### Data listing

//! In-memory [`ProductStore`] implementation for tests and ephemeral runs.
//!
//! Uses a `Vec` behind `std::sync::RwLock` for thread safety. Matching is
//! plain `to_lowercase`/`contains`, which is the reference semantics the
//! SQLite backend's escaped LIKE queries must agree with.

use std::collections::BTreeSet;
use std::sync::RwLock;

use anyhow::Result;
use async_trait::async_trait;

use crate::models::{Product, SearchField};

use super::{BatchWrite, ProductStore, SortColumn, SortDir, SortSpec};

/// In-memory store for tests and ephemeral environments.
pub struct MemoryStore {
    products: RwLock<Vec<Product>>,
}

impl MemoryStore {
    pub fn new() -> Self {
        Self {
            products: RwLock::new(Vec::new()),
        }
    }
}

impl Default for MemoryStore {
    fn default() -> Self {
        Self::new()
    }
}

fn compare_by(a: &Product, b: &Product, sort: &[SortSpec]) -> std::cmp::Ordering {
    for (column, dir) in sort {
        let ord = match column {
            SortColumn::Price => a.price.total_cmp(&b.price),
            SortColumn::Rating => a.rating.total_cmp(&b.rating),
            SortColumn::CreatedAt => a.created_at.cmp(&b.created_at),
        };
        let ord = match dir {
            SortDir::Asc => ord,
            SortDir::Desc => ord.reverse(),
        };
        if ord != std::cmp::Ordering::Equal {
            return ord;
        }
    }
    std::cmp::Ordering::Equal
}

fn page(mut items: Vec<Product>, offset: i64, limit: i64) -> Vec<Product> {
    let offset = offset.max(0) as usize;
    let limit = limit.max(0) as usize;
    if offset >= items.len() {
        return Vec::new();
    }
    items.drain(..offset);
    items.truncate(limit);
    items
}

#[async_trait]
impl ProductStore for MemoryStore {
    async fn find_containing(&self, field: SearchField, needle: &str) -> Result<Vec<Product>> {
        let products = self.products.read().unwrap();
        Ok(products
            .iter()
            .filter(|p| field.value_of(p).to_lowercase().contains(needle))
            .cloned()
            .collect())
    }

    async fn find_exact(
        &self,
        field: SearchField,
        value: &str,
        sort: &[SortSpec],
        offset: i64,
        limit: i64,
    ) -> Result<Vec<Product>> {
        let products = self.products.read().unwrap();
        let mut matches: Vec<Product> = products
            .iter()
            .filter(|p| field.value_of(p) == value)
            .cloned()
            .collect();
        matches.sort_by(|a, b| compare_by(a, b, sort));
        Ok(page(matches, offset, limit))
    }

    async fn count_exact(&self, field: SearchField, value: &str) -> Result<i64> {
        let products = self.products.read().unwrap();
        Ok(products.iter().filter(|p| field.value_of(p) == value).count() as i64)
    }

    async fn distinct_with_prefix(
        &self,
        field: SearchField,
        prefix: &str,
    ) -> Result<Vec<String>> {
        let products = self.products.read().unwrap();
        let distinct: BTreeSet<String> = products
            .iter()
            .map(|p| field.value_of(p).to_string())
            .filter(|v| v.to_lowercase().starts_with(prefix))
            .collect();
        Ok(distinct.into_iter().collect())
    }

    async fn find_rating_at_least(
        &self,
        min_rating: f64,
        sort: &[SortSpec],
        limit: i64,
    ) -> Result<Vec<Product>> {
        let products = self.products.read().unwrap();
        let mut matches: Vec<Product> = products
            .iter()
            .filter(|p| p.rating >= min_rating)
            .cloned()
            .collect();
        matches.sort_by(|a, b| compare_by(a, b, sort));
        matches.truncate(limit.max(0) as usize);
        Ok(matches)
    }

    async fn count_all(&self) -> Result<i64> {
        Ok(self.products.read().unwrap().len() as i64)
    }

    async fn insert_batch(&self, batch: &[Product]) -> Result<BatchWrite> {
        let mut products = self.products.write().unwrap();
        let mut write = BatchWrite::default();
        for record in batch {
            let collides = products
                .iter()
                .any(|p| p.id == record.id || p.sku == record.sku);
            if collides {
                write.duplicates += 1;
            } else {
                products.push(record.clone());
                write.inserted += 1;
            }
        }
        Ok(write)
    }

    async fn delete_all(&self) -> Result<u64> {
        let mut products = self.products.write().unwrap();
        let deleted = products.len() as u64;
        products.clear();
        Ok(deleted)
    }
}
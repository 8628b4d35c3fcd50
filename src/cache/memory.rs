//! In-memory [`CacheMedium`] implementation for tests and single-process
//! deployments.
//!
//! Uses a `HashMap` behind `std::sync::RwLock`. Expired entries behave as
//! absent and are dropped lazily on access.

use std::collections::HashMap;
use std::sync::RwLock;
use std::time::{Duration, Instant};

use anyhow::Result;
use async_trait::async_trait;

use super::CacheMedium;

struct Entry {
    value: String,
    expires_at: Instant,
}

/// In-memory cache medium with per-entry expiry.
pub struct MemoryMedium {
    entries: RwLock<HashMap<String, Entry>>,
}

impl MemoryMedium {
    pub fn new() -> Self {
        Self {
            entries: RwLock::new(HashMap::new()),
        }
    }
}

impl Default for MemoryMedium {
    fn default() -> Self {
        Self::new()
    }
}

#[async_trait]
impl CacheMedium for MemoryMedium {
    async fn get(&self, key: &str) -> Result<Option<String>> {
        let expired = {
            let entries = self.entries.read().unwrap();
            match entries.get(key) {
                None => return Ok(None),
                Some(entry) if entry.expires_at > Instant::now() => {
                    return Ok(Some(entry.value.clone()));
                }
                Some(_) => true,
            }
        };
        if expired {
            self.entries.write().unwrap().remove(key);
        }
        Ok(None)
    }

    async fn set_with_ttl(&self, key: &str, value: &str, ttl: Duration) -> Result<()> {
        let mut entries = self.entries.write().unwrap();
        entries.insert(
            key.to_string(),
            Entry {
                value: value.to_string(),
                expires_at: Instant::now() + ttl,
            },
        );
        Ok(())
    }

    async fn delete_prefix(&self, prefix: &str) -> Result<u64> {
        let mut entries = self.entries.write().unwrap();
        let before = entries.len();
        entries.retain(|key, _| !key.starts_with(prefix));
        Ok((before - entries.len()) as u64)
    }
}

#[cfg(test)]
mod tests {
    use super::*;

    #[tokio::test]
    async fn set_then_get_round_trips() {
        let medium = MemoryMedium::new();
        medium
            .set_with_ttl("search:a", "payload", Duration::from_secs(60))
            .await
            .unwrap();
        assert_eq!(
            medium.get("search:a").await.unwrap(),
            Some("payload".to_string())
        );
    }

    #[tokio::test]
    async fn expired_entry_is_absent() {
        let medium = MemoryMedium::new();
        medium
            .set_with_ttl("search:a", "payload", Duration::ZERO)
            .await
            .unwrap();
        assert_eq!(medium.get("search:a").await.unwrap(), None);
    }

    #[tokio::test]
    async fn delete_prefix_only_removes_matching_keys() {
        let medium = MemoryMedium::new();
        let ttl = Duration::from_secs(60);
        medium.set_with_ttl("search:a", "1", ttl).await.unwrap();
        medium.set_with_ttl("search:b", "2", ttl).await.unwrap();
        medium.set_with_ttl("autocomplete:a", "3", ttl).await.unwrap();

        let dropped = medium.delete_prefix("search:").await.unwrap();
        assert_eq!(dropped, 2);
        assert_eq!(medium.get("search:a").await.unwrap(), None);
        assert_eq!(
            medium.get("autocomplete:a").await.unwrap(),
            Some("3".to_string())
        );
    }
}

### The problem
Extract each line holding the word "offset" from the records.

### Result of this exercise
fn page(mut items: Vec<Product>, offset: i64, limit: i64) -> Vec<Product> {
    let offset = offset.max(0) as usize;
    if offset >= items.len() {
    items.drain(..offset);
        offset: i64,
        Ok(page(matches, offset, limit))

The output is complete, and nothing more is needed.